- **Exercise requirements**
With nothing left out, give the data back exactly.

Material supplied section start

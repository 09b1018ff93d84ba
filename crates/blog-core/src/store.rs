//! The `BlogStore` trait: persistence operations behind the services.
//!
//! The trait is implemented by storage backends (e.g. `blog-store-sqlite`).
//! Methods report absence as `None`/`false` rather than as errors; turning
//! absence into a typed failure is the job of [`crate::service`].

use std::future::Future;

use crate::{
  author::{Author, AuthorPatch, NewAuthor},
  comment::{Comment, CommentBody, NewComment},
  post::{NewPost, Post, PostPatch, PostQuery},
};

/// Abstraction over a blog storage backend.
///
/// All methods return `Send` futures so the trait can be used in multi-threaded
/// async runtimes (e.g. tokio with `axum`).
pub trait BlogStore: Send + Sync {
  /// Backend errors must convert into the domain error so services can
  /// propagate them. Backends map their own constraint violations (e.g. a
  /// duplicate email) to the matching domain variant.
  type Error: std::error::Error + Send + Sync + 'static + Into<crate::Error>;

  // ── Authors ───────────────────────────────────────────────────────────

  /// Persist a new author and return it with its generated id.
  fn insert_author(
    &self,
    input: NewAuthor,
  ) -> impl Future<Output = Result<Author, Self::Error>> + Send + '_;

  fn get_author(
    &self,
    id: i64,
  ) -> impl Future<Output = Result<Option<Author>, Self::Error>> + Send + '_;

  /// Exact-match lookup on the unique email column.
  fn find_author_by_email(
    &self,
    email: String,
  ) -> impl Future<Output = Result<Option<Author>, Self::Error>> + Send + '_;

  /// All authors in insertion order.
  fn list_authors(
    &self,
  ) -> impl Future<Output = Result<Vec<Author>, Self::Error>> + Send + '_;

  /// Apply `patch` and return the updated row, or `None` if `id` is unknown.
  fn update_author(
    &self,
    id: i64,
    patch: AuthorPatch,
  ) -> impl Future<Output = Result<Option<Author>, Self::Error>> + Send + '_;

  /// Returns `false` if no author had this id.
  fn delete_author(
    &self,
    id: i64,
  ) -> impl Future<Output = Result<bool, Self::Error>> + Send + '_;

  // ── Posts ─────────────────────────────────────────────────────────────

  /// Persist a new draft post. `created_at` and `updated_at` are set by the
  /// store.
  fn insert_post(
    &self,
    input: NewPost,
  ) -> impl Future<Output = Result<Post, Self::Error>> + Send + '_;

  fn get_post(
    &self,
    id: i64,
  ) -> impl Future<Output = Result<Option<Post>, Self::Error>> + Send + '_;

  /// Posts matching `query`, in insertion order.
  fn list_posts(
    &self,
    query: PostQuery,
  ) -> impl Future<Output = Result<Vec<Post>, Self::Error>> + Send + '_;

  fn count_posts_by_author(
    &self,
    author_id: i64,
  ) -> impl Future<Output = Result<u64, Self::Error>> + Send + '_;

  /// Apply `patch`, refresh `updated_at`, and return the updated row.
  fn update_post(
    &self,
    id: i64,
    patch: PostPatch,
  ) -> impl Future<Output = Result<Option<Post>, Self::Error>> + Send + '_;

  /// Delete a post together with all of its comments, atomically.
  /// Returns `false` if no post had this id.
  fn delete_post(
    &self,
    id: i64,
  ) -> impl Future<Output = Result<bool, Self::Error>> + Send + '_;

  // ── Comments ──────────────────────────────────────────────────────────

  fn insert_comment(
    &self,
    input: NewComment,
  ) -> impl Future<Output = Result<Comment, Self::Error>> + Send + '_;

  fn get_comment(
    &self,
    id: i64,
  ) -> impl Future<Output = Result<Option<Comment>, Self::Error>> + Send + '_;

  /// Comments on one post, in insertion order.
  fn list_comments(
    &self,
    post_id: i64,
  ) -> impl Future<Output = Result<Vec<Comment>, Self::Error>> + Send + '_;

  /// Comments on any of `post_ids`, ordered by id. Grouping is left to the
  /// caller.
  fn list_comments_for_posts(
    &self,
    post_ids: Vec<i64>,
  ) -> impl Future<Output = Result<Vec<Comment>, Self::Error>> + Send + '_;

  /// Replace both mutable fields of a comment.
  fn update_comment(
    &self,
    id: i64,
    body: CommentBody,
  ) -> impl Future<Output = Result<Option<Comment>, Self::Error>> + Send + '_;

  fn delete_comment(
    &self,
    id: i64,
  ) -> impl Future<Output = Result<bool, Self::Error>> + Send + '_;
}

Material supplied section end

- **Response box**
repository 09b1018ff93d84ba
filename crates/blog-core/src/store.rs
//! The `BlogStore` trait: persistence operations behind the services.
//!
//! The trait is implemented by storage backends (e.g. `blog-store-sqlite`).
//! Methods report absence as `None`/`false` rather than as errors; turning
//! absence into a typed failure is the job of [`crate::service`].

use std::future::Future;

use crate::{
  author::{Author, AuthorPatch, NewAuthor},
  comment::{Comment, CommentBody, NewComment},
  post::{NewPost, Post, PostPatch, PostQuery},
};

/// Abstraction over a blog storage backend.
///
/// All methods return `Send` futures so the trait can be used in multi-threaded
/// async runtimes (e.g. tokio with `axum`).
pub trait BlogStore: Send + Sync {
  /// Backend errors must convert into the domain error so services can
  /// propagate them. Backends map their own constraint violations (e.g. a
  /// duplicate email) to the matching domain variant.
  type Error: std::error::Error + Send + Sync + 'static + Into<crate::Error>;

  // ── Authors ───────────────────────────────────────────────────────────

  /// Persist a new author and return it with its generated id.
  fn insert_author(
    &self,
    input: NewAuthor,
  ) -> impl Future<Output = Result<Author, Self::Error>> + Send + '_;

  fn get_author(
    &self,
    id: i64,
  ) -> impl Future<Output = Result<Option<Author>, Self::Error>> + Send + '_;

  /// Exact-match lookup on the unique email column.
  fn find_author_by_email(
    &self,
    email: String,
  ) -> impl Future<Output = Result<Option<Author>, Self::Error>> + Send + '_;

  /// All authors in insertion order.
  fn list_authors(
    &self,
  ) -> impl Future<Output = Result<Vec<Author>, Self::Error>> + Send + '_;

  /// Apply `patch` and return the updated row, or `None` if `id` is unknown.
  fn update_author(
    &self,
    id: i64,
    patch: AuthorPatch,
  ) -> impl Future<Output = Result<Option<Author>, Self::Error>> + Send + '_;

  /// Returns `false` if no author had this id.
  fn delete_author(
    &self,
    id: i64,
  ) -> impl Future<Output = Result<bool, Self::Error>> + Send + '_;

  // ── Posts ─────────────────────────────────────────────────────────────

  /// Persist a new draft post. `created_at` and `updated_at` are set by the
  /// store.
  fn insert_post(
    &self,
    input: NewPost,
  ) -> impl Future<Output = Result<Post, Self::Error>> + Send + '_;

  fn get_post(
    &self,
    id: i64,
  ) -> impl Future<Output = Result<Option<Post>, Self::Error>> + Send + '_;

  /// Posts matching `query`, in insertion order.
  fn list_posts(
    &self,
    query: PostQuery,
  ) -> impl Future<Output = Result<Vec<Post>, Self::Error>> + Send + '_;

  fn count_posts_by_author(
    &self,
    author_id: i64,
  ) -> impl Future<Output = Result<u64, Self::Error>> + Send + '_;

  /// Apply `patch`, refresh `updated_at`, and return the updated row.
  fn update_post(
    &self,
    id: i64,
    patch: PostPatch,
  ) -> impl Future<Output = Result<Option<Post>, Self::Error>> + Send + '_;

  /// Delete a post together with all of its comments, atomically.
  /// Returns `false` if no post had this id.
  fn delete_post(
    &self,
    id: i64,
  ) -> impl Future<Output = Result<bool, Self::Error>> + Send + '_;

  // ── Comments ──────────────────────────────────────────────────────────

  fn insert_comment(
    &self,
    input: NewComment,
  ) -> impl Future<Output = Result<Comment, Self::Error>> + Send + '_;

  fn get_comment(
    &self,
    id: i64,
  ) -> impl Future<Output = Result<Option<Comment>, Self::Error>> + Send + '_;

  /// Comments on one post, in insertion order.
  fn list_comments(
    &self,
    post_id: i64,
  ) -> impl Future<Output = Result<Vec<Comment>, Self::Error>> + Send + '_;

  /// Comments on any of `post_ids`, ordered by id. Grouping is left to the
  /// caller.
  fn list_comments_for_posts(
    &self,
    post_ids: Vec<i64>,
  ) -> impl Future<Output = Result<Vec<Comment>, Self::Error>> + Send + '_;

  /// Replace both mutable fields of a comment.
  fn update_comment(
    &self,
    id: i64,
    body: CommentBody,
  ) -> impl Future<Output = Result<Option<Comment>, Self::Error>> + Send + '_;

  fn delete_comment(
    &self,
    id: i64,
  ) -> impl Future<Output = Result<bool, Self::Error>> + Send + '_;
}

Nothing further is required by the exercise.